Nys: ,,Op zo'n WK komen er altijd renners bij. Al geloof ik zelf niet in 'pieken' voor het WK zelf. Tenzij je het doet als belofte Lars Boom, of Adrie van der Poel destijds. Door heel laat de winter in te stappen. Dan is er maar één koers écht belangrijk. De enige onder de toppers van zondag die dat meer heeft dan de anderen is Francis Mourey. De Fransman koerst heel weinig. Wat wij doen, is de wedstrijden ondergaan, kijken hoe je lichaam reageert op blessures en ziekten en je trainingen daaraan aanpassen.''

Vervecken: ,,Toch blijven Sven en ik verschillende soorten crossers. Ik kán niet elke veldrit meestrijden voor de zege.''

Nys: ,,Het heeft alleszins niet met de motor te maken. Ik durf van veel renners te zeggen dat mijn motor groter is, maar niet van Erwin. Ik zag hem op het BK op de weg in Rochefort dingen doen waaruit ik wist dat hij veel volume aankon.''

De 'Kannibaal van Baal' is toch dé topfavoriet. Al 24 zeges, de voorbije maanden amper een dip gehad.

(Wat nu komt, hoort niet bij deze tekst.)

//! # Satchel Common
//!
//! Common types shared by every Satchel crate.
//!
//! This crate provides:
//! - Handle types (ItemRef, CharacterId, SelectorId, EntryId)
//! - Tile coordinates and compass directions
//! - Display colors
//! - Version information for data files
//! - Common error types
//! - Prelude for convenient imports

#![warn(missing_docs)]
#![warn(clippy::all)]
#![deny(clippy::unwrap_used)]

pub mod color;
pub mod coords;
pub mod error;
pub mod ids;
pub mod version;

/// Prelude module for convenient imports
pub mod prelude {
    pub use crate::color::*;
    pub use crate::coords::*;
    pub use crate::error::*;
    pub use crate::ids::*;
    pub use crate::version::*;
}

pub use prelude::*;

#[cfg(test)]
mod tests {
    use super::*;

    #[test]
    fn test_direction_suffix_of_neighbour() {
        let origin = Tripoint::new(10, 10, 0);
        let target = Tripoint::new(11, 9, 0);
        assert_eq!(direction_suffix(origin, target), "1NE");
    }

    #[test]
    fn test_selector_id_generation() {
        let a = SelectorId::new();
        let b = SelectorId::new();
        assert_ne!(a, b);
        assert!(a.is_valid());
    }

    #[test]
    fn test_version_compatibility() {
        let v1 = SchemaVersion::new(1, 0, 0);
        let v2 = SchemaVersion::new(1, 1, 0);
        let v3 = SchemaVersion::new(2, 0, 0);

        assert!(v2.is_compatible_with(&v1));
        assert!(!v1.is_compatible_with(&v3));
    }
}
//! Weight, volume and holster lines of the selector header.

use satchel_common::Color;

use crate::render::TextSpan;
use crate::world::{CarryStats, ContainerStats};

/// One header stat: caption, current value, separator, maximum.
#[derive(Debug, Clone, PartialEq, Eq)]
pub struct StatRow {
    /// Leading caption
    pub caption: String,
    /// Current value
    pub value: String,
    /// Color of the current value
    pub value_color: Color,
    /// Maximum value
    pub max: String,
}

impl StatRow {
    fn cells(&self) -> [(&str, Color); 3] {
        [
            (self.value.as_str(), self.value_color),
            ("/", Color::LightGray),
            (self.max.as_str(), Color::LightGray),
        ]
    }
}

/// The three header stats.
pub type StatsBlock = [StatRow; 3];

/// Builds a stat row; the value turns red when it exceeds the maximum.
#[must_use]
pub fn display_stat(caption: impl Into<String>, cur: u32, max: u32, fmt: impl Fn(u32) -> String) -> StatRow {
    StatRow {
        caption: caption.into(),
        value: fmt(cur),
        value_color: if cur > max { Color::Red } else { Color::LightGray },
        max: fmt(max),
    }
}

fn kilograms(grams: u32) -> String {
    format!("{:.1}", (f64::from(grams) / 100.0).ceil() / 10.0)
}

fn liters(ml: u32) -> String {
    format!("{:.2}", f64::from(ml) / 1000.0)
}

/// Weight and length, volume and free volume, holster volume and count.
#[must_use]
pub fn weight_volume_holster_stats(stats: &CarryStats) -> StatsBlock {
    [
        display_stat(
            format!("Longest Length (mm): {} Weight (kg):", stats.longest_length_mm),
            stats.weight_g,
            stats.max_weight_g,
            kilograms,
        ),
        display_stat(
            format!("Free Volume (L): {} Volume (L):", liters(stats.largest_free_volume_ml)),
            stats.volume_ml,
            stats.max_volume_ml,
            liters,
        ),
        display_stat(
            format!("Free Holster Volume (L): {} Used Holsters:", liters(stats.free_holster_volume_ml)),
            stats.used_holsters,
            stats.total_holsters,
            |v| v.to_string(),
        ),
    ]
}

impl From<ContainerStats> for CarryStats {
    fn from(c: ContainerStats) -> Self {
        Self {
            weight_g: c.contained_weight_g,
            max_weight_g: c.weight_capacity_g,
            volume_ml: c.contained_volume_ml,
            max_volume_ml: c.volume_capacity_ml,
            largest_free_volume_ml: c.max_containable_volume_ml,
            longest_length_mm: c.max_containable_length_mm,
            free_holster_volume_ml: c.holster_volume_ml.saturating_sub(c.used_holster_volume_ml),
            used_holsters: c.used_holsters,
            total_holsters: c.total_holsters,
        }
    }
}

/// Lays the rows out with every value column right-aligned.
#[must_use]
pub fn layout_stats(block: &StatsBlock) -> Vec<Vec<TextSpan>> {
    let mut lines: Vec<Vec<TextSpan>> = block
        .iter()
        .map(|row| vec![TextSpan::new(format!("{} ", row.caption), Color::LightGray)])
        .collect();
    for cell in 0..3 {
        let width = block
            .iter()
            .map(|row| row.cells()[cell].0.chars().count())
            .max()
            .unwrap_or(0);
        for (line, row) in lines.iter_mut().zip(block) {
            let (text, color) = row.cells()[cell];
            let pad = width - text.chars().count();
            if pad > 0 {
                line.push(TextSpan::new(" ".repeat(pad), Color::LightGray));
            }
            line.push(TextSpan::new(text, color));
        }
    }
    lines
}
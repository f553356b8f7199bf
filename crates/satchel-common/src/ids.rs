//! Handle types for items, characters, selectors and display entries.

use serde::{Deserialize, Serialize};
use std::fmt;
use std::sync::atomic::{AtomicU64, Ordering};

/// Global counter for selector IDs.
static SELECTOR_COUNTER: AtomicU64 = AtomicU64::new(1);

/// Global counter for entry IDs.
static ENTRY_COUNTER: AtomicU64 = AtomicU64::new(1);

/// Opaque handle to one item instance owned by the game world.
///
/// The handle never owns the item; it is an index into the world's item arena.
#[derive(Debug, Clone, Copy, PartialEq, Eq, PartialOrd, Ord, Hash, Serialize, Deserialize)]
pub struct ItemRef(u32);

impl ItemRef {
    /// Creates an item reference from a raw arena index.
    #[must_use]
    pub const fn new(index: u32) -> Self {
        Self(index)
    }

    /// Returns the raw arena index.
    #[must_use]
    pub const fn raw(self) -> u32 {
        self.0
    }

    /// Returns the arena index as a `usize`.
    #[must_use]
    pub const fn index(self) -> usize {
        self.0 as usize
    }
}

impl fmt::Display for ItemRef {
    fn fmt(&self, f: &mut fmt::Formatter<'_>) -> fmt::Result {
        write!(f, "item#{}", self.0)
    }
}

/// Identifier of a character (player or NPC).
#[derive(Debug, Clone, Copy, PartialEq, Eq, PartialOrd, Ord, Hash, Serialize, Deserialize)]
pub struct CharacterId(u32);

impl CharacterId {
    /// Creates a character ID from a raw value.
    #[must_use]
    pub const fn new(id: u32) -> Self {
        Self(id)
    }

    /// Returns the raw ID value.
    #[must_use]
    pub const fn raw(self) -> u32 {
        self.0
    }

    /// The player character.
    pub const PLAYER: Self = Self(0);
}

impl fmt::Display for CharacterId {
    fn fmt(&self, f: &mut fmt::Formatter<'_>) -> fmt::Result {
        write!(f, "character#{}", self.0)
    }
}

/// Unique identifier of a live selector instance.
///
/// Used to check ownership of hover and focus reports when several selectors
/// render in the same frame.
#[derive(Debug, Clone, Copy, PartialEq, Eq, Hash)]
pub struct SelectorId(u64);

impl SelectorId {
    /// Creates a new unique selector ID.
    #[must_use]
    pub fn new() -> Self {
        Self(SELECTOR_COUNTER.fetch_add(1, Ordering::Relaxed))
    }

    /// Returns the raw ID value.
    #[must_use]
    pub const fn raw(self) -> u64 {
        self.0
    }

    /// Null/invalid selector ID.
    pub const NULL: Self = Self(0);

    /// Checks if this is a valid (non-null) selector ID.
    #[must_use]
    pub const fn is_valid(self) -> bool {
        self.0 != 0
    }
}

impl Default for SelectorId {
    fn default() -> Self {
        Self::new()
    }
}

/// Stable identity of one display entry.
///
/// Survives sorting and moves between columns; a fresh ID is minted whenever
/// an entry is synthesized rather than moved.
#[derive(Debug, Clone, Copy, PartialEq, Eq, Hash)]
pub struct EntryId(u64);

impl EntryId {
    /// Mints a new unique entry ID.
    #[must_use]
    pub fn next() -> Self {
        Self(ENTRY_COUNTER.fetch_add(1, Ordering::Relaxed))
    }

    /// Returns the raw ID value.
    #[must_use]
    pub const fn raw(self) -> u64 {
        self.0
    }
}

#[cfg(test)]
mod tests {
    use super::*;

    #[test]
    fn test_display() {
        assert_eq!(ItemRef::new(3).to_string(), "item#3");
        assert_eq!(CharacterId::PLAYER.to_string(), "character#0");
        assert_eq!(CharacterId::new(7).to_string(), "character#7");
    }

    #[test]
    fn test_selector_ids_are_unique() {
        let a = SelectorId::new();
        let b = SelectorId::new();
        assert_ne!(a, b);
        assert!(a.is_valid());
        assert!(!SelectorId::NULL.is_valid());
    }
}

Vervecken: ,,Tsja, ik weet het niet. Dat moet nog blijken. Op basis van het seizoen is het sowieso Nys, maar Bart Wellens - Hoogerheide uitgezonderd - is toch ook niet slecht bezig. Fysiek kom ik achter die twee maar ik kan mentaal heel sterk voor de dag komen op een WK.''

En dat is nu precies het pijnpunt van Sven Nys...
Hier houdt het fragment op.